I'm down with the vicodin. I've been having headaches from the lupron, and they've been getting worse. Today I thought I would end up with a migraine. I spoke with the nurse, who advised that if after tylenol and caffeine I still felt the same, to turn to the vicodin that is supposed to be for pain as the ovaries swell (looking forward to that one! Not!).
I've basically sunk into the couch and had Bud watch movies all day. One nice thing is that I did have our new kitten* snuggle with me most of the day. Movement hurt.
I've just taken more vicodin now that I have food on my stomach and shots in my belly. Day 5 bloodwork and ultrasound tomorrow - we'll know more about how well the medications are working. At this point, my belly is pink, fuchsia, violet, green, and purple in places. Really lovely shading, actually. I just assure Bud that it only looks bad, not feels bad, and that the bruises will heal.
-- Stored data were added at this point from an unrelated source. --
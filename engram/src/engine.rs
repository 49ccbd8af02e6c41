use std::sync::Arc;
use std::time::Duration;

use crate::config::Config;
use crate::consistency::ConsistencyManager;
use crate::embeddings::{EmbeddingProvider, QueryEmbeddingCache};
use crate::error::Result;
use crate::extract::FactExtractor;
use crate::llm::LlmProvider;
use crate::services::{FactService, ForgettingSweeper, IngestService, SearchService};
use crate::store::FactStore;

/// Top-level wiring of the pipeline: providers, consistency manager, and the
/// exposed services, all sharing one store.
pub struct Engine {
    pub llm: Arc<LlmProvider>,
    pub embeddings: Arc<EmbeddingProvider>,
    pub ingest: IngestService,
    pub search: SearchService,
    pub facts: FactService,
    pub sweeper: ForgettingSweeper,
}

impl Engine {
    pub fn new(config: &Config, store: Arc<dyn FactStore>) -> Result<Self> {
        let embeddings = Arc::new(EmbeddingProvider::new(&config.embeddings)?);
        let llm = Arc::new(LlmProvider::new(config.llm.as_ref()));

        let consistency = Arc::new(ConsistencyManager::new(
            store.clone(),
            config.memory.contradiction_scan_window,
            config.memory.semantic_contradiction_threshold,
        ));
        let extractor = FactExtractor::new(llm.clone(), config.memory.default_event_expiry_days);
        let query_cache = QueryEmbeddingCache::new(
            config.query_cache.capacity,
            Duration::from_secs(config.query_cache.ttl_secs),
        );

        Ok(Self {
            ingest: IngestService::new(
                embeddings.clone(),
                llm.clone(),
                extractor,
                consistency.clone(),
            ),
            search: SearchService::new(
                store.clone(),
                embeddings.clone(),
                llm.clone(),
                query_cache,
            ),
            facts: FactService::new(store.clone(), embeddings.clone(), consistency),
            sweeper: ForgettingSweeper::new(store),
            llm,
            embeddings,
        })
    }
}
*as for the kitten, I believe my maternal longings kicked in around the same time that we were about to begin stims. I'm sure a psychologist could break it down for me. We've been considering a new cat for a while. Lately, Bud has been saying that she wishes we had a kitty. I point out that we do - a big gray scaredy thing that hides under the bed. She replies that she wants one that actually plays with her. Good point. I figured I wouldn't want to have a new kitten if I were having morning sickness, nor would I want a new one while learning to care for a new born if this works, so now would be a better time than any other. It didn't seem fair to make everyone wait two years for a new addition. She's brought new life into our house and has already shown me that our family can stretch easily and enjoy a new family member.